• **The task**: Taking the line with "pub type Bn254G1 = WeierstrassPoint<Bn254>;" as the first and the last line of the entries as the final one, copy that span exactly.

___ Input ___

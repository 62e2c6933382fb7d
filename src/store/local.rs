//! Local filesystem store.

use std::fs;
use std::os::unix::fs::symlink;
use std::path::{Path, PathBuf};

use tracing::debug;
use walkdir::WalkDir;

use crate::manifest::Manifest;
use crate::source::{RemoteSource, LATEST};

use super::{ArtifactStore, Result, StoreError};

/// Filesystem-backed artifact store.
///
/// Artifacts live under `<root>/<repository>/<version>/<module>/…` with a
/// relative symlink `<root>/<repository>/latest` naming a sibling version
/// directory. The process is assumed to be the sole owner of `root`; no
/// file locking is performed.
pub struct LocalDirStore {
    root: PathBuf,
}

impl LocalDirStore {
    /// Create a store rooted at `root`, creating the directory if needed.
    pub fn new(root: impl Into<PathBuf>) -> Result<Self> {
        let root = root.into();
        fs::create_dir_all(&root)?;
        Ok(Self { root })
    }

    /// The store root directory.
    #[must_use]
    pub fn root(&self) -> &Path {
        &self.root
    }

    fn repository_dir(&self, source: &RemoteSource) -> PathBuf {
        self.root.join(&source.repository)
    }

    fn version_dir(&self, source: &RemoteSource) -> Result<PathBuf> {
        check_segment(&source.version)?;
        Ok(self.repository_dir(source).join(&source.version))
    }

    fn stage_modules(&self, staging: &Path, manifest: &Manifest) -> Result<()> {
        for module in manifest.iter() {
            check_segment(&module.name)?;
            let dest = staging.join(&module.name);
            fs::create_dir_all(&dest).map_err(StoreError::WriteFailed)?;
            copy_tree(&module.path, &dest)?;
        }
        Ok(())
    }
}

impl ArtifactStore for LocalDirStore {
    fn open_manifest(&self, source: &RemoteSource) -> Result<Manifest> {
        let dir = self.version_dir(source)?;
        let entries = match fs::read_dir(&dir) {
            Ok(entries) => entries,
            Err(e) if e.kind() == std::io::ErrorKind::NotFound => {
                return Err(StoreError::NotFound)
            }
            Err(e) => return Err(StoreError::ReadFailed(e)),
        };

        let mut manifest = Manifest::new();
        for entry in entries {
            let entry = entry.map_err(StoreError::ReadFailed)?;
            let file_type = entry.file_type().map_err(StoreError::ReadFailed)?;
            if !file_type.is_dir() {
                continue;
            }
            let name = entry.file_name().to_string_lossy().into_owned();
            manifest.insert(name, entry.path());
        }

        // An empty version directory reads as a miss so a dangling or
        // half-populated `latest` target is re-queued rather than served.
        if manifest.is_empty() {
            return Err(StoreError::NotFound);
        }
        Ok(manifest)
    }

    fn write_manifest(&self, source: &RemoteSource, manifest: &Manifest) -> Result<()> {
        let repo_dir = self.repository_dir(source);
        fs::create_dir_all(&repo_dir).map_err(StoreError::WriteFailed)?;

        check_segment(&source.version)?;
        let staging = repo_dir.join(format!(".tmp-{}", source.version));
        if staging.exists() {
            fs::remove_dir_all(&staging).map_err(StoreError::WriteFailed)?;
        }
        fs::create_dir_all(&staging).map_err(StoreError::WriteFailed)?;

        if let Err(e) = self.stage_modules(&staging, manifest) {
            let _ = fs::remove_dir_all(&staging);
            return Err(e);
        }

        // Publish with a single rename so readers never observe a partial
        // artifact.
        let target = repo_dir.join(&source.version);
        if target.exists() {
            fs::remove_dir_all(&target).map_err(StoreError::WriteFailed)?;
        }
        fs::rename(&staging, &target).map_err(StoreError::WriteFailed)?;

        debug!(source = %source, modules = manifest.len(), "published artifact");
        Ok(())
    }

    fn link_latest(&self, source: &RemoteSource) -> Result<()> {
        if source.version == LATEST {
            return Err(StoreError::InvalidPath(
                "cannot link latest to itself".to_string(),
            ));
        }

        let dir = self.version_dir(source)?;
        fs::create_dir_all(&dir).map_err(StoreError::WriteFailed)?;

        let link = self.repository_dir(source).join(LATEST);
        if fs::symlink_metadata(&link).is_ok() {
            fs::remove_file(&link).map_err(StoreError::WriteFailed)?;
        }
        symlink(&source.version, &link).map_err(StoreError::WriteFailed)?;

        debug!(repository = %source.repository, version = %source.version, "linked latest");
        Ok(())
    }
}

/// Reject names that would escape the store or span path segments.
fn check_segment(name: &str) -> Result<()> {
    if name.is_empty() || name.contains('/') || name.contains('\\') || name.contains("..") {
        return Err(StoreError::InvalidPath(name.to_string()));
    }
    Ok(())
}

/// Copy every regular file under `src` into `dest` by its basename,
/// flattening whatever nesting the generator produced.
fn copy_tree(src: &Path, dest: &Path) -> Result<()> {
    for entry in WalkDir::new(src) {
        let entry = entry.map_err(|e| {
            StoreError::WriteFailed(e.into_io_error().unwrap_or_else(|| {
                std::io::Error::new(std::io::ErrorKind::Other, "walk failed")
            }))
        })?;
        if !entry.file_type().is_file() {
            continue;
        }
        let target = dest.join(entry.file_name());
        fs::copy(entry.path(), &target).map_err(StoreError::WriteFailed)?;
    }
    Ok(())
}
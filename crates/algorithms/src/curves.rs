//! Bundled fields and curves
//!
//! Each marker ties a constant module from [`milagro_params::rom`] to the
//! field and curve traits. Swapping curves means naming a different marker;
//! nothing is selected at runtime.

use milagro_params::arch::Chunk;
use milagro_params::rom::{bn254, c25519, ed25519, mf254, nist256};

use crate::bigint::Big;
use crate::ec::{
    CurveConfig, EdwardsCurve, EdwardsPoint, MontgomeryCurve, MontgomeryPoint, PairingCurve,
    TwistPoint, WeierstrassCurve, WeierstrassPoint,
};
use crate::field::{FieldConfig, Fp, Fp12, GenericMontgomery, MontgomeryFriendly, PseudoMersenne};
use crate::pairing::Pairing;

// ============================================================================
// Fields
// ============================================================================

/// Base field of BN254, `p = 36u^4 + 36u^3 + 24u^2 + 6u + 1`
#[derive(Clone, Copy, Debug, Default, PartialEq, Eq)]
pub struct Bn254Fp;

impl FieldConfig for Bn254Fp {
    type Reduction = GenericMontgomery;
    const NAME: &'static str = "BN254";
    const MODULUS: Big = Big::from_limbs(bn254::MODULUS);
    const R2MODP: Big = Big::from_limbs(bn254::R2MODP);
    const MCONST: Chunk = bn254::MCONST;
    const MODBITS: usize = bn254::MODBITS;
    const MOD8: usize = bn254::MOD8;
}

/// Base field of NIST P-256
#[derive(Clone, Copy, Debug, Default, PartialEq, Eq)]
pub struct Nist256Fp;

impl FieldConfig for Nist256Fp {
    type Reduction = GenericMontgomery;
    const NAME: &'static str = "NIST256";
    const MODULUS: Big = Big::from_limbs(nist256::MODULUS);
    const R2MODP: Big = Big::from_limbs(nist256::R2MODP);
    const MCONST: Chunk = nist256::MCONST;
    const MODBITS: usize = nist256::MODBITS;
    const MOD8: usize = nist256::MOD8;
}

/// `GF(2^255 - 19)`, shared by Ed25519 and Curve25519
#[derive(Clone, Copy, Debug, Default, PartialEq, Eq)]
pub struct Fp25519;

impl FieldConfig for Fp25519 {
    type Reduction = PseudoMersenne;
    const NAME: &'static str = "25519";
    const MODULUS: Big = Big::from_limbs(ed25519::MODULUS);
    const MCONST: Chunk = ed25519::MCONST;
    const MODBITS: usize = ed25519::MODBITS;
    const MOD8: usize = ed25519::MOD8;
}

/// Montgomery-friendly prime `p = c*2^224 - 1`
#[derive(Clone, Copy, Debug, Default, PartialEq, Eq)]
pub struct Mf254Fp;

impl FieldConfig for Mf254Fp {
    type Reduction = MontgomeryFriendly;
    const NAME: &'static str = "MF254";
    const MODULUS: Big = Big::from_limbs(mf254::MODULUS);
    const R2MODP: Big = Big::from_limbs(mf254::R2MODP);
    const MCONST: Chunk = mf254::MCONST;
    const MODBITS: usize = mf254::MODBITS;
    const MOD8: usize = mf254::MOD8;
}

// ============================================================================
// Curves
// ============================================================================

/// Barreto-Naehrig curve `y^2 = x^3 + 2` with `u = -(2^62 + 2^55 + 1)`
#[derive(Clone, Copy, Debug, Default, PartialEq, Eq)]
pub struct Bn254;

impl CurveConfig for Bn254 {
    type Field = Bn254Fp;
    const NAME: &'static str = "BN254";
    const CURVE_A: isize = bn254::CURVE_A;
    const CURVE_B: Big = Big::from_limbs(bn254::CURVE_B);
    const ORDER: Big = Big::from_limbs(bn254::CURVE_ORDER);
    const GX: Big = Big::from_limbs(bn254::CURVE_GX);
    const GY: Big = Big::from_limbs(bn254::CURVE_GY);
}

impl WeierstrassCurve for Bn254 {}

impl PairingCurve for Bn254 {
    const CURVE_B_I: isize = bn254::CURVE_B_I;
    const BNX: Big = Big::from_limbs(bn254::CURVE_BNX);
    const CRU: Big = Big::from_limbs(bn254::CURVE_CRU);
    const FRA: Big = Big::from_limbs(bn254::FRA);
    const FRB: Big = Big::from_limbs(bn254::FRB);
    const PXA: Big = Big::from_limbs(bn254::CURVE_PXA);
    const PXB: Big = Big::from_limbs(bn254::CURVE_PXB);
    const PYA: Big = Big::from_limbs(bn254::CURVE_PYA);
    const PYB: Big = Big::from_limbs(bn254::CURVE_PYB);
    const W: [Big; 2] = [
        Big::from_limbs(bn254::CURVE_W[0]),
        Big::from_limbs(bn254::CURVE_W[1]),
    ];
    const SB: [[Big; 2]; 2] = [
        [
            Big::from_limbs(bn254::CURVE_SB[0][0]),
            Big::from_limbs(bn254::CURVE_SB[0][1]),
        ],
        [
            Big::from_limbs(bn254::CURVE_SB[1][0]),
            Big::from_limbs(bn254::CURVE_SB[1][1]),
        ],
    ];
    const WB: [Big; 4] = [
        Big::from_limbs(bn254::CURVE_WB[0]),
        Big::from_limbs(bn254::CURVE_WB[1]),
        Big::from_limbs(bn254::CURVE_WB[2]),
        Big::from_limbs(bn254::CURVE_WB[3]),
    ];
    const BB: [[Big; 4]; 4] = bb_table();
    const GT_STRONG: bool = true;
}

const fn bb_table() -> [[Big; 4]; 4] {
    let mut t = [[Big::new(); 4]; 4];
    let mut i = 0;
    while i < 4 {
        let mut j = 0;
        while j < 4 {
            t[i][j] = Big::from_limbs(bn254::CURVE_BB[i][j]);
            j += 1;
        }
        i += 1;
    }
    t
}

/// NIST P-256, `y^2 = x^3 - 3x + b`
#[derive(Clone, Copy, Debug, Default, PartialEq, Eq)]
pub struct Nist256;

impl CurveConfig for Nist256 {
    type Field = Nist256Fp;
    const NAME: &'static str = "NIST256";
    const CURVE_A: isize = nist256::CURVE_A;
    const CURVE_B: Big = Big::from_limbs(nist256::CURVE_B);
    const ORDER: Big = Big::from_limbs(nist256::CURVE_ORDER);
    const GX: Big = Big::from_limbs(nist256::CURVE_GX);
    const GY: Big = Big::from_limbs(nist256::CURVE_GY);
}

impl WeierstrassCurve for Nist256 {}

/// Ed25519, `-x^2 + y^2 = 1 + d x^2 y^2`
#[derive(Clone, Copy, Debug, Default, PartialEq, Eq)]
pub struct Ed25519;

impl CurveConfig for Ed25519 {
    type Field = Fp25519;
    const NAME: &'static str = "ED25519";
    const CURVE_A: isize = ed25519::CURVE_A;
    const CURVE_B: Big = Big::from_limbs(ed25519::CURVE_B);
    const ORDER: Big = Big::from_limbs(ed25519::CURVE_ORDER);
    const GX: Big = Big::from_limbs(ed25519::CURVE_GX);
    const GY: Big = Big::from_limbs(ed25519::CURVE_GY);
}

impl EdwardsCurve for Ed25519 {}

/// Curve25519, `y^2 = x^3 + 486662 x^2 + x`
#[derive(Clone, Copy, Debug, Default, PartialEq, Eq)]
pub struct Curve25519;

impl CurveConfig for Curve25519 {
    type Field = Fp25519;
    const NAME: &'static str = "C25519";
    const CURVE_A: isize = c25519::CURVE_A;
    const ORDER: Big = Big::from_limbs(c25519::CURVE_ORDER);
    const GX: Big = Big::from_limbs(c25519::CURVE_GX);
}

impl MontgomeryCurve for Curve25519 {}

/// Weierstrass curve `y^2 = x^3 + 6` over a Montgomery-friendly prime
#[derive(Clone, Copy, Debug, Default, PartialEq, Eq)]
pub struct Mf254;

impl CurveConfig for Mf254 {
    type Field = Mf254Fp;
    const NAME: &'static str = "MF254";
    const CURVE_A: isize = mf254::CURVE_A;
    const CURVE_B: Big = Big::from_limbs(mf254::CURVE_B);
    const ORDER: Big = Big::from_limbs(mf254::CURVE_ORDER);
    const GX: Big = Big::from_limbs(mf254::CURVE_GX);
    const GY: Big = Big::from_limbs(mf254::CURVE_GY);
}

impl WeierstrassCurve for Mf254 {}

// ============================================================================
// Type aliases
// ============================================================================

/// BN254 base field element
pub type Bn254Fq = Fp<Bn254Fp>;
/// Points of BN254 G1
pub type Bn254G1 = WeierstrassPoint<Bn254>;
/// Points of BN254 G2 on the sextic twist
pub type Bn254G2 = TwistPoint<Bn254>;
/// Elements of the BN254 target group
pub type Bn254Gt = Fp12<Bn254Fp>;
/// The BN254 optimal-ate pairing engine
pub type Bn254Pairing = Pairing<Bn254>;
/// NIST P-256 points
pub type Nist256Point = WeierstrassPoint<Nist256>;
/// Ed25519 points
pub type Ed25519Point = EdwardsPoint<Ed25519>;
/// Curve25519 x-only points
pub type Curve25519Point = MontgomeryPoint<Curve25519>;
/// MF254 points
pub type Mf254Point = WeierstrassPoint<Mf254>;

___

• **Answer to this task**:
pub type Bn254G1 = WeierstrassPoint<Bn254>;
/// Points of BN254 G2 on the sextic twist
pub type Bn254G2 = TwistPoint<Bn254>;
/// Elements of the BN254 target group
pub type Bn254Gt = Fp12<Bn254Fp>;
/// The BN254 optimal-ate pairing engine
pub type Bn254Pairing = Pairing<Bn254>;
/// NIST P-256 points
pub type Nist256Point = WeierstrassPoint<Nist256>;
/// Ed25519 points
pub type Ed25519Point = EdwardsPoint<Ed25519>;
/// Curve25519 x-only points
pub type Curve25519Point = MontgomeryPoint<Curve25519>;
/// MF254 points
pub type Mf254Point = WeierstrassPoint<Mf254>;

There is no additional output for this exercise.